The Florida State University College of Social Sciences and Public Policy, located in Tallahassee, Florida, is one of fifteen colleges comprising Florida State University (FSU). The college was founded in 1973 and includes six departments: Economics, Geography, Political Science, Sociology, Urban and Regional Planning and the Askew School of Public Administration and Policy and interdisciplinary programs in African American Studies, Demography, International Studies, Interdisciplinary Social Science, and Public Health.

The college also contains the following centers and institutes: Center for Demography and Population Health (population research and training), Center for Disaster Risk Policy (technical assistance and system development related to emergency management), Claude Pepper Center (research and advocacy for public policy reform on issues related to senior citizens), DeVoe L. Moore Center for the Study of Critical Issues in Economic Policy and Government (studying the effect of government rules, regulations, and programs on individuals and the economy), Geographical Information Systems Laboratory (training for professional planners and geographers), L. Charles Hilton Jr. Center for the Study of Economic Prosperity and Individual Opportunity (research on how legal, social, and political institutions influence economy), LeRoy Collins Institute (independent, nonpartisan statewide policy organization to study private and public issues facing Florida and the nation), Pepper Institute on Aging and Public Policy (coordinator and facilitator for multidisciplinary work in aging studies; sponsors the Osher Lifelong Learning Institute, which encourages elders to return to campus to continue to learn), Stavros Center for Economic Education (promotes economics education in public schools through workshops and seminars, product development, and teacher training), Survey Research Laboratory (questionnaire and sample design, data collection, data entry and coding, data analysis for researchers, public agencies, and private organizations), William H. Kerr Intercultural Education and Dialogue Initiative (dedicated to "expanding educational opportunities for underprivileged youth around the world and creating international dialogue").

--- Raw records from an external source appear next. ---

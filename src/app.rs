// src/app.rs
use crate::{
    camera::{Camera, OrbitController},
    config::{SceneConfig, ViewerConfig},
    math::Rgb,
    mount::{Mount, Phase},
    renderer::{Renderer, SceneGpu},
    scene::HeartScene,
    ui::{self, Notice},
};
use std::{sync::Arc, time::Instant};
use winit::{event::WindowEvent, window::Window};

/// The host window and the mounted heart scene.
pub struct App {
    pub window: Arc<Window>,
    renderer: Option<Renderer>,

    // UI
    egui_ctx: egui::Context,
    egui_state: egui_winit::State,

    // Scene
    config: SceneConfig,
    viewer: ViewerConfig,
    mount: Mount<SceneGpu>,

    // Camera & Controls
    camera: Camera,
    orbit: OrbitController,

    /// Set once a placeholder frame has been presented.
    placeholder_shown: bool,
}

impl App {
    /// Never fails: without a GPU the app stays up and reports the scene as
    /// unavailable. Nothing can be drawn into the window then, so the window
    /// title carries the fallback text instead of the overlay.
    pub async fn new(window: Arc<Window>, viewer: ViewerConfig, config: SceneConfig) -> Self {
        let mut mount = Mount::new(config.animation.clone());
        let renderer = match Renderer::new(window.clone(), &viewer, &config).await {
            Ok(renderer) => Some(renderer),
            Err(e) => {
                mount.fail(format!("{:#}", e));
                window.set_title(&format!("{} - {}", viewer.title, viewer.fallback_text));
                None
            }
        };

        let egui_ctx = egui::Context::default();
        let egui_state = egui_winit::State::new(
            egui_ctx.clone(),
            egui_ctx.viewport_id(),
            &*window,
            None,
            None,
        );

        let camera = Camera::from_config(&config.camera);
        let orbit = OrbitController::new(config.orbit.clone(), &camera);

        Self {
            window,
            renderer,
            egui_ctx,
            egui_state,
            config,
            viewer,
            mount,
            camera,
            orbit,
            placeholder_shown: false,
        }
    }

    pub fn get_size(&self) -> winit::dpi::PhysicalSize<u32> {
        match &self.renderer {
            Some(renderer) => renderer.context.size,
            None => self.window.inner_size(),
        }
    }

    pub fn phase_name(&self) -> &'static str {
        self.mount.phase().name()
    }

    pub fn resize(&mut self, new_size: winit::dpi::PhysicalSize<u32>) {
        if let Some(renderer) = &mut self.renderer {
            renderer.resize(new_size);
        }
    }

    /// Feeds a window event to egui and then the orbit controls. Returns
    /// true when egui consumed it.
    pub fn handle_event(&mut self, event: &WindowEvent) -> bool {
        let response = self.egui_state.on_window_event(&self.window, event);
        if response.consumed {
            return true;
        }

        if self.mount.is_ready() {
            let height = self.get_size().height as f32;
            self.orbit.handle_event(event, height);
        }
        false
    }

    /// Releases the scene's GPU resources. Rendering continues with the
    /// background only.
    pub fn unmount(&mut self) {
        self.mount.unmount();
    }

    pub fn render(&mut self) -> Result<(), wgpu::SurfaceError> {
        let Some(renderer) = &self.renderer else {
            return Ok(());
        };

        // The placeholder gets one presented frame before the scene is built.
        if self.placeholder_shown && self.mount.is_loading() {
            let config = &self.config;
            self.mount.resolve(|| renderer.build_scene(HeartScene::new(config)));
        }

        if let Some((gpu, frame)) = self.mount.frame(Instant::now()) {
            self.orbit.apply(&mut self.camera, frame.elapsed);
            renderer.prepare(gpu, &self.camera, &frame);
        }

        let frame = renderer.context.surface.get_current_texture()?;
        let swap_view = frame
            .texture
            .create_view(&wgpu::TextureViewDescriptor::default());

        let mut encoder = renderer.context.device.create_command_encoder(
            &wgpu::CommandEncoderDescriptor {
                label: Some("Frame Encoder"),
            },
        );

        renderer.render(&mut encoder, &swap_view, self.mount.scene());

        let notice = notice_for(self.mount.phase(), &self.viewer, &self.config);
        let Some(renderer) = &mut self.renderer else {
            return Ok(());
        };
        ui::draw_overlay(
            &self.egui_ctx,
            &mut self.egui_state,
            &mut renderer.egui_renderer,
            &self.window,
            &renderer.context,
            &mut encoder,
            &swap_view,
            notice,
        );

        renderer.context.queue.submit(std::iter::once(encoder.finish()));
        frame.present();
        self.placeholder_shown = true;

        Ok(())
    }
}

/// Muted label color for the static fallback.
const FALLBACK_COLOR: Rgb = Rgb(0x6b6f8a);

fn notice_for<'a, S>(
    phase: &Phase<S>,
    viewer: &'a ViewerConfig,
    config: &SceneConfig,
) -> Option<Notice<'a>> {
    match phase {
        Phase::Loading => Some(Notice { text: &viewer.loading_text, color: config.heart_material.color }),
        Phase::Unavailable(_) => Some(Notice { text: &viewer.fallback_text, color: FALLBACK_COLOR }),
        Phase::Ready(_) | Phase::Unmounted => None,
    }
}

#[cfg(test)]
mod tests {
    use super::*;

    #[test]
    fn test_notice_per_phase() {
        let viewer = ViewerConfig::default();
        let config = SceneConfig::default();

        let loading = notice_for(&Phase::<()>::Loading, &viewer, &config);
        assert_eq!(loading.map(|n| n.text), Some("Loading 3D Heart..."));

        let failed = notice_for(&Phase::<()>::Unavailable("no adapter".into()), &viewer, &config);
        assert_eq!(failed.as_ref().map(|n| n.text), Some("3D view unavailable"));
        assert_eq!(failed.map(|n| n.color), Some(FALLBACK_COLOR));

        assert!(notice_for(&Phase::Ready(()), &viewer, &config).is_none());
        assert!(notice_for(&Phase::<()>::Unmounted, &viewer, &config).is_none());
    }
}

The college is home to 150 faculty members.

All departments offer professional master's degrees. Ph.D. degrees are offered in Economics, Geography, Political Science, Public Administration and Policy, Sociology, and Urban and Regional Planning. Many programs have achieved national acclaim and consistently rank in the top tiers among public universities. Among them are Urban and Regional Planning, Political Science, Urban Economics, Health and Aging, Gender Studies and the Askew School of Public Administration and Policy. The departments of Economics and Political Science have formed the Experimental Social Science Research Group (XS/FS), one of the nation's premier programs in experimental methods.

In the 2018-2019 academic year, the college's enrollment was 4,684, with 4,064 undergraduates and 620 graduate students, making it the third-largest college in the university. In the 2017-2018 academic year, 1,812 degrees were conferred: 1,526 bachelor's degrees, 264 master's, and 22 doctoral.